* EXERCISE
Return the records exactly, please. Every line should match.

------------------------------

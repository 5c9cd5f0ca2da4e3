//! Input-Output Matrix assembler
//!
//! For a product and year: the implied price is the value forecast divided
//! by the quantity forecast; the product's price-formation matrix is scaled
//! by that price, its parametric matrix by the quantity forecast, and the
//! value matrix is their element-wise product.

use crate::assembly::AssemblyError;
use crate::core::matrix::SectorMatrix;
use std::collections::BTreeMap;
use std::fmt::Display;
use tracing::debug;

/// Product → (year → forecast value)
pub type ForecastData = BTreeMap<String, BTreeMap<String, f64>>;

/// All matrices produced for one product and year
#[derive(Debug, Clone)]
pub struct IomResult {
    pub implied_price: f64,
    pub price_matrix: SectorMatrix,
    pub quantity_matrix: SectorMatrix,
    pub value_matrix: SectorMatrix,
}

#[derive(Debug, Clone)]
pub struct InputOutputMatrix {
    value_forecast: ForecastData,
    quantity_forecast: ForecastData,
    parametric: BTreeMap<String, SectorMatrix>,
    price_formation: BTreeMap<String, SectorMatrix>,
}

impl InputOutputMatrix {
    pub fn new(
        value_forecast: ForecastData,
        quantity_forecast: ForecastData,
        parametric: BTreeMap<String, SectorMatrix>,
        price_formation: BTreeMap<String, SectorMatrix>,
    ) -> Self {
        Self {
            value_forecast,
            quantity_forecast,
            parametric,
            price_formation,
        }
    }

    /// Multiply every numeric cell by `reference`; tag columns ride along
    pub fn reference_matrix(reference: f64, matrix: &SectorMatrix) -> SectorMatrix {
        let mut scaled = matrix.clone();
        scaled.scale(reference);
        scaled
    }

    /// Element-wise price × quantity over their common labels
    ///
    /// Tag columns come from the price matrix.
    pub fn value_matrix(
        price: &SectorMatrix,
        quantity: &SectorMatrix,
    ) -> Result<SectorMatrix, AssemblyError> {
        Ok(price.mul_aligned(quantity)?)
    }

    fn forecast(
        data: &ForecastData,
        product: &str,
        year: &str,
    ) -> Result<f64, AssemblyError> {
        data.get(product)
            .and_then(|years| years.get(year))
            .copied()
            .ok_or_else(|| AssemblyError::ForecastNotFound {
                product: product.to_string(),
                year: year.to_string(),
            })
    }

    /// Build the IOM of `product` for `year`
    ///
    /// # Example
    ///
    /// ```rust
    /// use regional_io_core_rs::assembly::InputOutputMatrix;
    /// use regional_io_core_rs::SectorMatrix;
    /// use std::collections::BTreeMap;
    ///
    /// let unit = SectorMatrix::from_rows(
    ///     vec!["A".to_string()],
    ///     vec!["A".to_string()],
    ///     vec![vec![1.0]],
    /// )
    /// .unwrap();
    /// let years = |v: f64| BTreeMap::from([("2023".to_string(), v)]);
    ///
    /// let iom = InputOutputMatrix::new(
    ///     BTreeMap::from([("productA".to_string(), years(200.0))]),
    ///     BTreeMap::from([("productA".to_string(), years(10.0))]),
    ///     BTreeMap::from([("productA".to_string(), unit.clone())]),
    ///     BTreeMap::from([("productA".to_string(), unit)]),
    /// );
    /// let result = iom.generate_iom("productA", 2023).unwrap();
    /// assert_eq!(result.implied_price, 20.0);
    /// assert_eq!(result.value_matrix.value("A", "A"), Some(200.0));
    /// ```
    pub fn generate_iom(&self, product: &str, year: impl Display) -> Result<IomResult, AssemblyError> {
        let year = year.to_string();
        let value = Self::forecast(&self.value_forecast, product, &year)?;
        let quantity = Self::forecast(&self.quantity_forecast, product, &year)?;
        let implied_price = if quantity == 0.0 { 0.0 } else { value / quantity };

        let price_formation = self
            .price_formation
            .get(product)
            .ok_or_else(|| AssemblyError::ProductMatrixNotFound(product.to_string()))?;
        let parametric = self
            .parametric
            .get(product)
            .ok_or_else(|| AssemblyError::ProductMatrixNotFound(product.to_string()))?;

        let price_matrix = Self::reference_matrix(implied_price, price_formation);
        let quantity_matrix = Self::reference_matrix(quantity, parametric);
        let value_matrix = Self::value_matrix(&price_matrix, &quantity_matrix)?;

        debug!(product, year = %year, implied_price, "input-output matrix generated");
        Ok(IomResult {
            implied_price,
            price_matrix,
            quantity_matrix,
            value_matrix,
        })
    }
}
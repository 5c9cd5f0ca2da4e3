//! Matrix Snapshot - Save/Load Sector Matrices
//!
//! Serializable form of a [`SectorMatrix`] so that intermediate pipeline
//! products (balanced flows, forecast IOMs) can be handed to downstream
//! collaborators as JSON.
//!
//! # Critical Invariants
//!
//! - **Undefined cells**: encoded as `null`, decoded back to undefined
//! - **Integrity**: every snapshot carries the SHA-256 fingerprint of the
//!   matrix it was taken from; loading rejects a snapshot whose contents
//!   no longer match it

use crate::core::matrix::{MatrixError, SectorMatrix, TagColumn};
use serde::{Deserialize, Serialize};

/// Serializable matrix state
#[derive(Debug, Clone, PartialEq, Serialize, Deserialize)]
pub struct MatrixSnapshot {
    pub rows: Vec<String>,
    pub cols: Vec<String>,

    /// Row-major cells, `None` for undefined
    pub cells: Vec<Vec<Option<f64>>>,

    pub tags: Vec<TagColumn>,
    pub total_row: Option<String>,
    pub total_col: Option<String>,

    /// SHA-256 of the source matrix (see [`SectorMatrix::fingerprint`])
    pub fingerprint: String,
}

impl From<&SectorMatrix> for MatrixSnapshot {
    fn from(matrix: &SectorMatrix) -> Self {
        let (n_rows, n_cols) = matrix.shape();
        let cells = (0..n_rows)
            .map(|i| {
                (0..n_cols)
                    .map(|j| {
                        let v = matrix.at(i, j);
                        (!v.is_nan()).then_some(v)
                    })
                    .collect()
            })
            .collect();

        MatrixSnapshot {
            rows: matrix.rows().to_vec(),
            cols: matrix.cols().to_vec(),
            cells,
            tags: matrix.tags().to_vec(),
            total_row: matrix.total_row().map(str::to_string),
            total_col: matrix.total_col().map(str::to_string),
            fingerprint: matrix.fingerprint(),
        }
    }
}

impl MatrixSnapshot {
    /// Rebuild the matrix and verify its fingerprint
    pub fn restore(&self) -> Result<SectorMatrix, MatrixError> {
        let values = self
            .cells
            .iter()
            .map(|row| row.iter().map(|v| v.unwrap_or(f64::NAN)).collect())
            .collect();

        let mut matrix = SectorMatrix::from_rows(self.rows.clone(), self.cols.clone(), values)?;
        for tag in &self.tags {
            matrix = matrix.with_tag(&tag.name, tag.values.clone())?;
        }
        if let Some(label) = &self.total_row {
            matrix = matrix.with_total_row(label)?;
        }
        if let Some(label) = &self.total_col {
            matrix = matrix.with_total_col(label)?;
        }

        let computed = matrix.fingerprint();
        if computed != self.fingerprint {
            return Err(MatrixError::FingerprintMismatch {
                stored: self.fingerprint.clone(),
                computed,
            });
        }
        Ok(matrix)
    }

    pub fn to_json(&self) -> Result<String, MatrixError> {
        serde_json::to_string(self).map_err(|e| MatrixError::Decode(e.to_string()))
    }

    pub fn from_json(json: &str) -> Result<Self, MatrixError> {
        serde_json::from_str(json).map_err(|e| MatrixError::Decode(e.to_string()))
    }
}

impl SectorMatrix {
    /// Serialize to JSON through a [`MatrixSnapshot`]
    pub fn to_json(&self) -> Result<String, MatrixError> {
        MatrixSnapshot::from(self).to_json()
    }

    /// Load from JSON produced by [`SectorMatrix::to_json`]
    pub fn from_json(json: &str) -> Result<SectorMatrix, MatrixError> {
        MatrixSnapshot::from_json(json)?.restore()
    }
}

------------------------------

* ANSWER FOR THIS EXERCISE
repository 5c9cd5f0ca2da4e3
//! Input-Output Matrix assembler
//!
//! For a product and year: the implied price is the value forecast divided
//! by the quantity forecast; the product's price-formation matrix is scaled
//! by that price, its parametric matrix by the quantity forecast, and the
//! value matrix is their element-wise product.

use crate::assembly::AssemblyError;
use crate::core::matrix::SectorMatrix;
use std::collections::BTreeMap;
use std::fmt::Display;
use tracing::debug;

/// Product → (year → forecast value)
pub type ForecastData = BTreeMap<String, BTreeMap<String, f64>>;

/// All matrices produced for one product and year
#[derive(Debug, Clone)]
pub struct IomResult {
    pub implied_price: f64,
    pub price_matrix: SectorMatrix,
    pub quantity_matrix: SectorMatrix,
    pub value_matrix: SectorMatrix,
}

#[derive(Debug, Clone)]
pub struct InputOutputMatrix {
    value_forecast: ForecastData,
    quantity_forecast: ForecastData,
    parametric: BTreeMap<String, SectorMatrix>,
    price_formation: BTreeMap<String, SectorMatrix>,
}

impl InputOutputMatrix {
    pub fn new(
        value_forecast: ForecastData,
        quantity_forecast: ForecastData,
        parametric: BTreeMap<String, SectorMatrix>,
        price_formation: BTreeMap<String, SectorMatrix>,
    ) -> Self {
        Self {
            value_forecast,
            quantity_forecast,
            parametric,
            price_formation,
        }
    }

    /// Multiply every numeric cell by `reference`; tag columns ride along
    pub fn reference_matrix(reference: f64, matrix: &SectorMatrix) -> SectorMatrix {
        let mut scaled = matrix.clone();
        scaled.scale(reference);
        scaled
    }

    /// Element-wise price × quantity over their common labels
    ///
    /// Tag columns come from the price matrix.
    pub fn value_matrix(
        price: &SectorMatrix,
        quantity: &SectorMatrix,
    ) -> Result<SectorMatrix, AssemblyError> {
        Ok(price.mul_aligned(quantity)?)
    }

    fn forecast(
        data: &ForecastData,
        product: &str,
        year: &str,
    ) -> Result<f64, AssemblyError> {
        data.get(product)
            .and_then(|years| years.get(year))
            .copied()
            .ok_or_else(|| AssemblyError::ForecastNotFound {
                product: product.to_string(),
                year: year.to_string(),
            })
    }

    /// Build the IOM of `product` for `year`
    ///
    /// # Example
    ///
    /// ```rust
    /// use regional_io_core_rs::assembly::InputOutputMatrix;
    /// use regional_io_core_rs::SectorMatrix;
    /// use std::collections::BTreeMap;
    ///
    /// let unit = SectorMatrix::from_rows(
    ///     vec!["A".to_string()],
    ///     vec!["A".to_string()],
    ///     vec![vec![1.0]],
    /// )
    /// .unwrap();
    /// let years = |v: f64| BTreeMap::from([("2023".to_string(), v)]);
    ///
    /// let iom = InputOutputMatrix::new(
    ///     BTreeMap::from([("productA".to_string(), years(200.0))]),
    ///     BTreeMap::from([("productA".to_string(), years(10.0))]),
    ///     BTreeMap::from([("productA".to_string(), unit.clone())]),
    ///     BTreeMap::from([("productA".to_string(), unit)]),
    /// );
    /// let result = iom.generate_iom("productA", 2023).unwrap();
    /// assert_eq!(result.implied_price, 20.0);
    /// assert_eq!(result.value_matrix.value("A", "A"), Some(200.0));
    /// ```
    pub fn generate_iom(&self, product: &str, year: impl Display) -> Result<IomResult, AssemblyError> {
        let year = year.to_string();
        let value = Self::forecast(&self.value_forecast, product, &year)?;
        let quantity = Self::forecast(&self.quantity_forecast, product, &year)?;
        let implied_price = if quantity == 0.0 { 0.0 } else { value / quantity };

        let price_formation = self
            .price_formation
            .get(product)
            .ok_or_else(|| AssemblyError::ProductMatrixNotFound(product.to_string()))?;
        let parametric = self
            .parametric
            .get(product)
            .ok_or_else(|| AssemblyError::ProductMatrixNotFound(product.to_string()))?;

        let price_matrix = Self::reference_matrix(implied_price, price_formation);
        let quantity_matrix = Self::reference_matrix(quantity, parametric);
        let value_matrix = Self::value_matrix(&price_matrix, &quantity_matrix)?;

        debug!(product, year = %year, implied_price, "input-output matrix generated");
        Ok(IomResult {
            implied_price,
            price_matrix,
            quantity_matrix,
            value_matrix,
        })
    }
}
repository 5c9cd5f0ca2da4e3
//! Matrix Snapshot - Save/Load Sector Matrices
//!
//! Serializable form of a [`SectorMatrix`] so that intermediate pipeline
//! products (balanced flows, forecast IOMs) can be handed to downstream
//! collaborators as JSON.
//!
//! # Critical Invariants
//!
//! - **Undefined cells**: encoded as `null`, decoded back to undefined
//! - **Integrity**: every snapshot carries the SHA-256 fingerprint of the
//!   matrix it was taken from; loading rejects a snapshot whose contents
//!   no longer match it

use crate::core::matrix::{MatrixError, SectorMatrix, TagColumn};
use serde::{Deserialize, Serialize};

/// Serializable matrix state
#[derive(Debug, Clone, PartialEq, Serialize, Deserialize)]
pub struct MatrixSnapshot {
    pub rows: Vec<String>,
    pub cols: Vec<String>,

    /// Row-major cells, `None` for undefined
    pub cells: Vec<Vec<Option<f64>>>,

    pub tags: Vec<TagColumn>,
    pub total_row: Option<String>,
    pub total_col: Option<String>,

    /// SHA-256 of the source matrix (see [`SectorMatrix::fingerprint`])
    pub fingerprint: String,
}

impl From<&SectorMatrix> for MatrixSnapshot {
    fn from(matrix: &SectorMatrix) -> Self {
        let (n_rows, n_cols) = matrix.shape();
        let cells = (0..n_rows)
            .map(|i| {
                (0..n_cols)
                    .map(|j| {
                        let v = matrix.at(i, j);
                        (!v.is_nan()).then_some(v)
                    })
                    .collect()
            })
            .collect();

        MatrixSnapshot {
            rows: matrix.rows().to_vec(),
            cols: matrix.cols().to_vec(),
            cells,
            tags: matrix.tags().to_vec(),
            total_row: matrix.total_row().map(str::to_string),
            total_col: matrix.total_col().map(str::to_string),
            fingerprint: matrix.fingerprint(),
        }
    }
}

impl MatrixSnapshot {
    /// Rebuild the matrix and verify its fingerprint
    pub fn restore(&self) -> Result<SectorMatrix, MatrixError> {
        let values = self
            .cells
            .iter()
            .map(|row| row.iter().map(|v| v.unwrap_or(f64::NAN)).collect())
            .collect();

        let mut matrix = SectorMatrix::from_rows(self.rows.clone(), self.cols.clone(), values)?;
        for tag in &self.tags {
            matrix = matrix.with_tag(&tag.name, tag.values.clone())?;
        }
        if let Some(label) = &self.total_row {
            matrix = matrix.with_total_row(label)?;
        }
        if let Some(label) = &self.total_col {
            matrix = matrix.with_total_col(label)?;
        }

        let computed = matrix.fingerprint();
        if computed != self.fingerprint {
            return Err(MatrixError::FingerprintMismatch {
                stored: self.fingerprint.clone(),
                computed,
            });
        }
        Ok(matrix)
    }

    pub fn to_json(&self) -> Result<String, MatrixError> {
        serde_json::to_string(self).map_err(|e| MatrixError::Decode(e.to_string()))
    }

    pub fn from_json(json: &str) -> Result<Self, MatrixError> {
        serde_json::from_str(json).map_err(|e| MatrixError::Decode(e.to_string()))
    }
}

impl SectorMatrix {
    /// Serialize to JSON through a [`MatrixSnapshot`]
    pub fn to_json(&self) -> Result<String, MatrixError> {
        MatrixSnapshot::from(self).to_json()
    }

    /// Load from JSON produced by [`SectorMatrix::to_json`]
    pub fn from_json(json: &str) -> Result<SectorMatrix, MatrixError> {
        MatrixSnapshot::from_json(json)?.restore()
    }
}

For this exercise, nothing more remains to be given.